Anyone who knows me is aware that I love a good smoothie. Don't get me wrong; I also love the gustatory pleasure of solid meals. But I enjoy discovering ways to blend up bodybuilding shakes in order to consume meals that are muscle growth-promoting, time saving, and tasty.
My love of smoothies is likely rooted in my childhood. Once a week my mom would load us kids in the back of our station wagon and take us on a trek to McDonalds. In those days, the closest one to Yorba Linda, CA. (where we lived) was in the middle of Anaheim.

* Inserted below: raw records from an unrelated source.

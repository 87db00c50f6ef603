//! Registry of remote method descriptors.
//!
//! Descriptors are collected by a [`MethodRegistryBuilder`] at startup and
//! frozen into a [`MethodRegistry`]; nothing can be added or changed after
//! `build`.

use std::collections::HashSet;
use std::sync::Arc;

use http::Method;

use crate::auth::scopes::{normalize_scopes, DEFAULT_SCOPE};
use crate::errors::{Error, Result};
use crate::remoting::method::{PrincipalRule, RemoteMethod};

/// Names of the built-in `User` remote methods.
pub mod names {
    pub const CREATE: &str = "create";
    pub const LOGIN: &str = "login";
    pub const LOGOUT: &str = "logout";
    pub const FIND_BY_ID: &str = "findById";
    pub const CREATE_ACCESS_TOKEN: &str = "createAccessToken";
    pub const SCOPED: &str = "scoped";
}

#[derive(Debug, Default)]
pub struct MethodRegistryBuilder {
    methods: Vec<RemoteMethod>,
}

impl MethodRegistryBuilder {
    pub fn register(mut self, method: RemoteMethod) -> Self {
        self.methods.push(method);
        self
    }

    /// Validate and freeze the registered methods.
    ///
    /// Rejects duplicate names, duplicate verb/path bindings and invalid
    /// scopes. Empty scope lists are stored as `DEFAULT`.
    pub fn build(self) -> Result<MethodRegistry> {
        let mut names = HashSet::new();
        let mut bindings = HashSet::new();
        let mut frozen = Vec::with_capacity(self.methods.len());

        for mut method in self.methods {
            if !names.insert(method.name().to_string()) {
                return Err(Error::config(format!(
                    "Remote method '{}' is registered twice",
                    method.name()
                )));
            }
            if !bindings.insert((method.verb().clone(), method.path().to_string())) {
                return Err(Error::config(format!(
                    "Remote method '{}' reuses binding {} {}",
                    method.name(),
                    method.verb(),
                    method.path()
                )));
            }

            let mut scopes =
                normalize_scopes(method.access_scopes().iter().cloned()).map_err(|err| {
                    Error::config(format!("Remote method '{}': {}", method.name(), err))
                })?;
            if scopes.is_empty() {
                scopes.push(DEFAULT_SCOPE.to_string());
            }
            method.set_access_scopes(scopes);

            frozen.push(Arc::new(method));
        }

        Ok(MethodRegistry { methods: frozen })
    }
}

/// Immutable table of remote methods, shared across request handlers.
#[derive(Debug, Clone)]
pub struct MethodRegistry {
    methods: Vec<Arc<RemoteMethod>>,
}

impl MethodRegistry {
    pub fn builder() -> MethodRegistryBuilder {
        MethodRegistryBuilder::default()
    }

    /// Built-in `User` methods, with `scoped` requiring `scoped_scopes`.
    pub fn user_methods<S: AsRef<str>>(scoped_scopes: &[S]) -> Result<Self> {
        Self::builder()
            .register(RemoteMethod::new(names::CREATE, Method::POST, "/users"))
            .register(RemoteMethod::new(names::LOGIN, Method::POST, "/users/login"))
            .register(
                RemoteMethod::new(names::LOGOUT, Method::POST, "/users/logout")
                    .with_principal(PrincipalRule::Authenticated),
            )
            .register(
                RemoteMethod::new(names::FIND_BY_ID, Method::GET, "/users/{id}")
                    .with_principal(PrincipalRule::Owner),
            )
            .register(
                RemoteMethod::new(
                    names::CREATE_ACCESS_TOKEN,
                    Method::POST,
                    "/users/{id}/accessTokens",
                )
                .with_principal(PrincipalRule::Owner),
            )
            .register(
                RemoteMethod::new(names::SCOPED, Method::GET, "/users/scoped")
                    .with_access_scopes(scoped_scopes.iter().map(|s| s.as_ref().to_string()))
                    .with_principal(PrincipalRule::Authenticated),
            )
            .build()
    }

    pub fn get(&self, name: &str) -> Option<Arc<RemoteMethod>> {
        self.methods.iter().find(|method| method.name() == name).cloned()
    }

    pub fn require(&self, name: &str) -> Result<Arc<RemoteMethod>> {
        self.get(name)
            .ok_or_else(|| Error::config(format!("Remote method '{}' is not registered", name)))
    }

    pub fn iter(&self) -> impl Iterator<Item = &Arc<RemoteMethod>> {
        self.methods.iter()
    }

    pub fn len(&self) -> usize {
        self.methods.len()
    }

    pub fn is_empty(&self) -> bool {
        self.methods.is_empty()
    }
}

We'd see the "golden arches" sticking up among orange groves (the reason for the name "Orange County") and I'd anticipate my meal-topping consumption of that thick, cold ice milk. I would sit in the back of that station wagon and make the cup of smoothie really last - savoring every gulp.

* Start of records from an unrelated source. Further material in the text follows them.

use std::sync::Arc;

use axum::{
    body::{to_bytes, Body},
    http::{Method, Request, Response},
    Router,
};
use chrono::{Duration, Utc};
use serde::de::DeserializeOwned;
use serde_json::Value;
use tokenscope::{
    api::{build_router, ApiState},
    auth::{validation::SignupRequest, AccessToken, TokenPolicy},
    domain::{TokenId, UserId},
    remoting::MethodRegistry,
    storage::{
        AccessTokenRepository, InMemoryAccessTokenRepository, InMemoryUserRepository,
    },
};
use tower::ServiceExt;

pub const CUSTOM_SCOPE: &str = "read:custom";

pub struct TestApp {
    pub state: ApiState,
    pub token_repository: Arc<InMemoryAccessTokenRepository>,
}

impl TestApp {
    pub fn router(&self) -> Router {
        build_router(self.state.clone()).expect("build router")
    }

    pub async fn create_user(&self, email: &str) -> UserId {
        self.state
            .users
            .signup(SignupRequest { email: email.to_string(), password: "pass".to_string() })
            .await
            .expect("signup")
            .id
    }

    pub async fn issue_token(&self, user_id: &UserId, scopes: &[&str]) -> AccessToken {
        self.state
            .tokens
            .create_access_token(user_id, None, scopes.iter().map(|s| s.to_string()).collect())
            .await
            .expect("create token")
    }

    /// Store a token whose ttl ran out an hour ago.
    pub async fn insert_expired_token(&self, user_id: &UserId) -> AccessToken {
        let token = AccessToken {
            id: TokenId::new(),
            user_id: user_id.clone(),
            ttl: 60,
            scopes: Vec::new(),
            created: Utc::now() - Duration::hours(1),
        };
        self.token_repository.create_token(token).await.expect("insert expired token")
    }
}

/// App whose `scoped` method requires `scoped_scopes`.
pub fn setup_test_app_with_scopes(scoped_scopes: &[&str]) -> TestApp {
    let token_repository = Arc::new(InMemoryAccessTokenRepository::new());
    let state = ApiState::with_repositories(
        TokenPolicy::default(),
        MethodRegistry::user_methods(scoped_scopes).expect("register methods"),
        Arc::new(InMemoryUserRepository::new()),
        token_repository.clone(),
    );
    TestApp { state, token_repository }
}

pub fn setup_test_app() -> TestApp {
    setup_test_app_with_scopes(&[CUSTOM_SCOPE])
}

pub async fn send_request(
    app: &TestApp,
    method: Method,
    path: &str,
    token: Option<&str>,
    body: Option<Value>,
) -> Response<Body> {
    let mut builder = Request::builder().method(method).uri(path);
    if let Some(token) = token {
        builder = builder.header("Authorization", token);
    }

    let request = if let Some(json) = body {
        let bytes = serde_json::to_vec(&json).expect("serialize body");
        builder
            .header("content-type", "application/json")
            .body(Body::from(bytes))
            .expect("build request")
    } else {
        builder.body(Body::empty()).expect("build request")
    };

    app.router().oneshot(request).await.expect("request")
}

pub async fn read_json<T: DeserializeOwned>(response: Response<Body>) -> T {
    let bytes = to_bytes(response.into_body(), usize::MAX).await.expect("read body");
    serde_json::from_slice(&bytes).expect("parse json")
}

Thirty-five years later, my desire to 'McDonald-ize' (new word) my bodybuilding smoothies had me overdoing one of my favorite ingredients. It was that "good fats" olive oil. I subconsciously began reacting to the flavor and consistency enhancing benefits of the oil while adding it to the blender full of protein and frozen fruit ingredients. Within weeks, I more than doubled the quantity - to about 2 and ½ tablespoons.

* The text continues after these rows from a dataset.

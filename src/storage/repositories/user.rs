//! User repository
//!
//! Stores principals and their credential hashes. Emails are unique after
//! normalization.

use async_trait::async_trait;
use chrono::Utc;
use dashmap::mapref::entry::Entry;
use dashmap::DashMap;

use crate::auth::models::{NewUser, User};
use crate::domain::UserId;
use crate::errors::{Error, Result};

#[async_trait]
pub trait UserRepository: Send + Sync {
    async fn create_user(&self, user: NewUser) -> Result<User>;
    async fn get_user(&self, id: &UserId) -> Result<Option<User>>;
    /// Look up a user with its stored password hash for login.
    async fn find_credentials_by_email(&self, email: &str) -> Result<Option<(User, String)>>;
}

#[derive(Debug, Clone)]
struct UserRecord {
    user: User,
    password_hash: String,
}

/// Process-local user store.
#[derive(Debug, Default)]
pub struct InMemoryUserRepository {
    users: DashMap<UserId, UserRecord>,
    /// normalized email -> user id
    emails: DashMap<String, UserId>,
}

impl InMemoryUserRepository {
    pub fn new() -> Self {
        Self::default()
    }
}

#[async_trait]
impl UserRepository for InMemoryUserRepository {
    async fn create_user(&self, new_user: NewUser) -> Result<User> {
        let email = User::normalize_email(&new_user.email);

        // The email shard stays locked until the record is stored, so a lookup
        // by email never sees a reserved address without its user.
        match self.emails.entry(email.clone()) {
            Entry::Occupied(_) => {
                Err(Error::conflict(format!("Email '{}' is already registered", email)))
            }
            Entry::Vacant(slot) => {
                let user = User { id: new_user.id.clone(), email, created: Utc::now() };
                self.users.insert(
                    new_user.id.clone(),
                    UserRecord { user: user.clone(), password_hash: new_user.password_hash },
                );
                slot.insert(new_user.id);
                Ok(user)
            }
        }
    }

    async fn get_user(&self, id: &UserId) -> Result<Option<User>> {
        Ok(self.users.get(id).map(|record| record.user.clone()))
    }

    async fn find_credentials_by_email(&self, email: &str) -> Result<Option<(User, String)>> {
        let email = User::normalize_email(email);
        let Some(id) = self.emails.get(&email).map(|entry| entry.value().clone()) else {
            return Ok(None);
        };
        Ok(self
            .users
            .get(&id)
            .map(|record| (record.user.clone(), record.password_hash.clone())))
    }
}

What were the results of this bonanza of "good fats" in my system?
My waistline began covertly expanding like it belonged to a middle-aged fast food addict. I learned the hard way that "good fats" were as fattening as the artery clogging saturated type. After all, dietary fat contains 9 calories per gram - whether it's unsaturated or the kind from animals.
The reason I'm mentioning this is because I've seen another misleading headline. It's titled '9 Foods With Good Fats That Make You Thin.' The article goes on to list a half dozen or so foods containing monounsaturated and polyunsaturated fats. The usual healthy entries are mentioned; almonds, salmon, avocados. While agreeing that these are the 'healthier' choice, I implore readers to reject the notion that they "make you thin".
Let me assure you - they can do quite the opposite. As I sit here writing this, I also recall my over-zealous attempt to get more Omega 3 fatty acids a few years ago. My belief that those "good fats" were completely innocuous had me slowly increasing my salmon consumption.
The result was similar to my smoothie experience. I had to wean myself off too much of the fish like I did the olive oil. My mini 'good fats' addiction got me again.